Topic tags/keywords: question cherry finishing shaping jatoba

I find jatoba (aka Brazillian Cherry) one of the best working and beautiful woods there is. I’m redoing the kitchen and have done the drawers and the raised panel doors. Now moving on to carcase building. The jatoba is incredible to work with and is only about 1/3 more than oak.

Drawer front and raised panel door in jatoba. The orange and ruby red colors shift as you walk past making the grain come alive.

This shows the consecutive drawer fronts and a pair of doors temporarily mounted on the old cabs.

Jatoba is so dense it cannot be nailed but it can be drilled & tapped with maching tool threads.



-- Madmark -

11 replies so far

View Andre's profile


992 posts in 1227 days

#1 posted 12-22-2015 07:02 AM

I was given a lot of flooring scraps and bullnoses of Jatoba, did a number on my planer blades trying to clean it up.
Have been using small pieces as runner on sleds, great to plane but wicked to sand! do not forget to wipe down with DNA or Acetone before gluing.

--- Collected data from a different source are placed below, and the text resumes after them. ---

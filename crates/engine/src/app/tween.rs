pub trait Lerp: Copy {
    fn lerp(self, target: Self, t: f32) -> Self;
}

impl Lerp for f32 {
    fn lerp(self, target: f32, t: f32) -> f32 {
        self + (target - self) * t
    }
}

#[derive(Debug, Clone, Copy, Default, PartialEq, Eq)]
pub enum Easing {
    #[default]
    Linear,
    ExponentialInOut,
}

impl Easing {
    pub fn apply(self, t: f32) -> f32 {
        let t = t.clamp(0.0, 1.0);
        match self {
            Easing::Linear => t,
            Easing::ExponentialInOut => {
                if t == 0.0 || t == 1.0 {
                    return t;
                }
                let scaled = t * 2.0;
                if scaled < 1.0 {
                    0.5 * 2f32.powf(10.0 * (scaled - 1.0))
                } else {
                    0.5 * (2.0 - 2f32.powf(-10.0 * (scaled - 1.0)))
                }
            }
        }
    }
}

#[derive(Debug, Clone, Copy, PartialEq)]
pub enum TweenStep<V> {
    Idle,
    Running(V),
    Completed(V),
}

#[derive(Debug, Clone, Copy)]
struct Segment<V> {
    from: V,
    target: V,
    duration_ms: f32,
    elapsed_ms: f32,
}

/// An animatable value advanced by explicit `update` calls.
///
/// `Running` steps stand in for per-update callbacks and the single
/// `Completed` step for the completion callback.
#[derive(Debug, Clone, Copy)]
pub struct Tween<V: Lerp> {
    value: V,
    easing: Easing,
    segment: Option<Segment<V>>,
}

impl<V: Lerp> Tween<V> {
    pub fn new(initial: V) -> Self {
        Self {
            value: initial,
            easing: Easing::Linear,
            segment: None,
        }
    }

    pub fn with_easing(mut self, easing: Easing) -> Self {
        self.easing = easing;
        self
    }

    /// Starts animating from the current value; replaces any running segment.
    pub fn to(&mut self, target: V, duration_ms: f32) {
        self.segment = Some(Segment {
            from: self.value,
            target,
            duration_ms: duration_ms.max(0.0),
            elapsed_ms: 0.0,
        });
    }

    pub fn update(&mut self, delta_ms: f32) -> TweenStep<V> {
        let Some(segment) = self.segment.as_mut() else {
            return TweenStep::Idle;
        };

        segment.elapsed_ms += delta_ms.max(0.0);
        if segment.duration_ms <= 0.0 || segment.elapsed_ms >= segment.duration_ms {
            self.value = segment.target;
            self.segment = None;
            return TweenStep::Completed(self.value);
        }

        let progress = self
            .easing
            .apply(segment.elapsed_ms / segment.duration_ms);
        self.value = segment.from.lerp(segment.target, progress);
        TweenStep::Running(self.value)
    }

    pub fn value(&self) -> V {
        self.value
    }

    pub fn is_running(&self) -> bool {
        self.segment.is_some()
    }

    /// Halts at the current value without reporting completion.
    pub fn stop(&mut self) {
        self.segment = None;
    }

    pub fn set(&mut self, value: V) {
        self.segment = None;
        self.value = value;
    }
}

-- Lifting one end of the plank.

View Mark Kornell's profile

Mark Kornell

1057 posts in 1952 days

#2 posted 12-22-2015 07:26 AM

I like using jatoba, as well. It looks good and is hard to beat for toughness. The drawback is that it is heavy, prohibitively so for something large like a dining room table.

For about the same money, sapele has similar coloration, grain and figure. Still pretty hard, but not nearly as heavy.

-- Mark Kornell, Kornell Wood Design

View MisterBill's profile


411 posts in 1673 days

#3 posted 12-22-2015 12:08 PM

The first time that I cut Jatoba I thought that I had hit a buried nail and that was using my Powermatic PM66 tables with a Forest Woodworker II blade.

View WoodNSawdust's profile


1417 posts in 597 days

#4 posted 12-22-2015 01:40 PM

It does look like a beautiful wood. I don’t recall seeing it at any local wood suppliers but I will keep an eye out for it.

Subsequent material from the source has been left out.